According to the report, the proportion of people who said that they donated to charitable causes in a typical month rose to 57 per cent, up from 55 per cent in 2011/12.
CAF said that although this was a notable increase, it did not quite reach the peak of 58 per cent reported in UK Giving 2010/11.
"A recovery in giving by the UK public is clearly good news for the sector, particularly as securing funding from other channels becomes increasingly challenging," the report says. "Official statistics such as GDP and employment levels continue to paint a picture of economic recovery throughout 2013 and into 2014, which appears to be influencing consumer confidence positively."
Cash donations continued to be the most common method of giving, used by more than half of donors, although direct debit accounted for the largest share of total donations.
As in previous surveys, women continued to be more likely to give to charity than men and the three cause areas of medical research, hospitals and hospices, and children and young people remained those that attracted the highest proportion of donors.
The level of charitable giving has continued to be tracked by CAF since its last UK Giving 2012 report, which it produced with the National Council for Voluntary Organisations.
The two bodies are no longer producing a joint report, but CAF said it was in the process of making a gradual transition to a new survey methodology.
CAF cautioned that the "absolute numbers may not be completely definitive (although it could be argued that any survey only provides estimates)", but said it was "confident in the direction of travel".
It said it aimed to publish an enhanced UK Giving report in early 2015.
Deborah Fairclough, head of research at CAF, speaking yesterday at a briefing on the new report, said the organisation aimed to build on the long-running survey by reworking it to take better account of changing patterns of giving such as mobile and online giving.

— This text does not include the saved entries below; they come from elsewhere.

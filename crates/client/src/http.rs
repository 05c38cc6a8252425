use crate::session::Session;
use crate::storage::SharedStore;
use reqwest::Method;
use serde::Serialize;
use serde_json::Value;
use shared_types::{extract_message, AppConfig, AppError, AppErrorKind};
use std::sync::Arc;

/// Lowercased message fragments that mark a 401 as a dead credential.
const TOKEN_FAILURE_HINTS: [&str; 3] = ["token", "unauthorized", "expired"];

/// Decide whether a failed response must tear down the local session.
///
/// Only 401s qualify, and only when they come from the auth endpoints or
/// the server blames the credential itself. Permission-style 401s and all
/// 403s leave the session alone.
pub fn should_force_logout(status: u16, path: &str, message: Option<&str>) -> bool {
    if status != 401 {
        return false;
    }
    if path.contains("/auth/") {
        return true;
    }
    message
        .map(str::to_lowercase)
        .is_some_and(|m| TOKEN_FAILURE_HINTS.iter().any(|hint| m.contains(hint)))
}

/// Thin REST client over the ProjectHub API.
///
/// Cheap to clone; clones share the HTTP connection pool and the store.
#[derive(Clone)]
pub struct ApiClient {
    http: reqwest::Client,
    base_url: Arc<str>,
    store: SharedStore,
}

impl ApiClient {
    pub fn new(base_url: &str, store: SharedStore) -> Self {
        Self {
            http: reqwest::Client::new(),
            base_url: Arc::from(base_url.trim_end_matches('/')),
            store,
        }
    }

    pub fn from_config(config: &AppConfig, store: SharedStore) -> Self {
        Self::new(config.base_url(), store)
    }

    pub fn base_url(&self) -> &str {
        &self.base_url
    }

    pub fn store(&self) -> &SharedStore {
        &self.store
    }

    pub fn url(&self, path: &str) -> String {
        format!("{}{}", self.base_url, path)
    }

    pub async fn get(&self, path: &str, query: &[(&str, String)]) -> Result<Value, AppError> {
        self.execute(Method::GET, path, query, None).await
    }

    pub async fn post(&self, path: &str) -> Result<Value, AppError> {
        self.execute(Method::POST, path, &[], None).await
    }

    pub async fn post_json<B: Serialize>(&self, path: &str, body: &B) -> Result<Value, AppError> {
        let body = encode(body)?;
        self.execute(Method::POST, path, &[], Some(body)).await
    }

    pub async fn patch(&self, path: &str) -> Result<Value, AppError> {
        self.execute(Method::PATCH, path, &[], None).await
    }

    pub async fn patch_json<B: Serialize>(&self, path: &str, body: &B) -> Result<Value, AppError> {
        let body = encode(body)?;
        self.execute(Method::PATCH, path, &[], Some(body)).await
    }

    pub async fn delete(&self, path: &str) -> Result<Value, AppError> {
        self.execute(Method::DELETE, path, &[], None).await
    }

    async fn execute(
        &self,
        method: Method,
        path: &str,
        query: &[(&str, String)],
        body: Option<Value>,
    ) -> Result<Value, AppError> {
        let url = self.url(path);
        let mut request = self.http.request(method.clone(), &url);
        if !query.is_empty() {
            request = request.query(query);
        }
        // Read per request so a login or logout takes effect immediately.
        if let Some(token) = Session::token(self.store.as_ref()) {
            request = request.bearer_auth(token);
        }
        if let Some(body) = body {
            request = request.json(&body);
        }

        tracing::debug!(%method, path, "api request");
        let response = request.send().await.map_err(|e| {
            tracing::warn!(%method, path, error = %e, "api request failed to send");
            AppError::network(e.to_string())
        })?;

        let status = response.status().as_u16();
        let text = response
            .text()
            .await
            .map_err(|e| AppError::network(e.to_string()))?;
        let payload = parse_body(&text);

        if (200..300).contains(&status) {
            return Ok(payload);
        }

        let mut err = AppError::from_status(status, &payload);
        tracing::debug!(%method, path, status, message = %err.message, "api error response");
        if should_force_logout(status, path, extract_message(&payload).as_deref()) {
            tracing::warn!(path, "credential rejected, clearing local session");
            self.store.clear();
            err.kind = AppErrorKind::SessionExpired;
        }
        Err(err)
    }
}

fn encode<B: Serialize>(body: &B) -> Result<Value, AppError> {
    serde_json::to_value(body).map_err(|e| AppError::decode(format!("failed to encode request: {e}")))
}

/// Empty bodies become `null`; non-JSON bodies are kept as a string.
fn parse_body(text: &str) -> Value {
    if text.trim().is_empty() {
        return Value::Null;
    }
    serde_json::from_str(text).unwrap_or_else(|_| Value::String(text.to_string()))
}
use super::segment;
use crate::http::ApiClient;
use shared_types::{
    count_records, normalize, AppError, Collection, CreateUserRequest, ListResponse,
    UpdateUserRequest, UserRecord,
};

#[tracing::instrument(skip(client))]
pub async fn list_users(
    client: &ApiClient,
    page: u32,
    limit: u32,
) -> Result<ListResponse<UserRecord>, AppError> {
    let payload = client
        .get(
            "/users",
            &[("page", page.to_string()), ("limit", limit.to_string())],
        )
        .await?;
    Ok(normalize(&payload, Collection::USERS, page, limit))
}

/// Total number of user accounts, read from the first page of the list.
pub async fn count_users(client: &ApiClient, limit: u32) -> Result<u64, AppError> {
    let payload = client
        .get("/users", &[("page", "1".to_string()), ("limit", limit.to_string())])
        .await?;
    Ok(count_records(&payload, Collection::USERS))
}

#[tracing::instrument(skip(client, request), fields(email = %request.email))]
pub async fn create_user(client: &ApiClient, request: &CreateUserRequest) -> Result<(), AppError> {
    client.post_json("/users", request).await?;
    Ok(())
}

#[tracing::instrument(skip(client, request))]
pub async fn update_user(
    client: &ApiClient,
    id: &str,
    request: &UpdateUserRequest,
) -> Result<(), AppError> {
    client
        .patch_json(&format!("/users/{}", segment(id)), request)
        .await?;
    Ok(())
}

#[tracing::instrument(skip(client))]
pub async fn delete_user(client: &ApiClient, id: &str) -> Result<(), AppError> {
    client.delete(&format!("/users/{}", segment(id))).await?;
    Ok(())
}

#[tracing::instrument(skip(client))]
pub async fn toggle_user_status(client: &ApiClient, id: &str) -> Result<(), AppError> {
    client
        .patch(&format!("/users/{}/toggle-status", segment(id)))
        .await?;
    Ok(())
}

/// Candidates for project membership: whatever the unparameterized list returns.
pub async fn member_candidates(client: &ApiClient) -> Result<Vec<UserRecord>, AppError> {
    let payload = client.get("/users", &[]).await?;
    let list: ListResponse<UserRecord> = normalize(&payload, Collection::USERS, 1, 0);
    Ok(list.items)
}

"We will be looking in more detail and depth at demographics, attitudes to giving and motivation," she said. "We also felt that more regular updates were needed and, in 2012, the decision was made to increase the three data-capture points to four and report information on a quarterly basis."
Fairclough also suggested the formation of a research forum made up of researchers from charities and sector organisations to discuss what research the sector would find useful and collaborate more.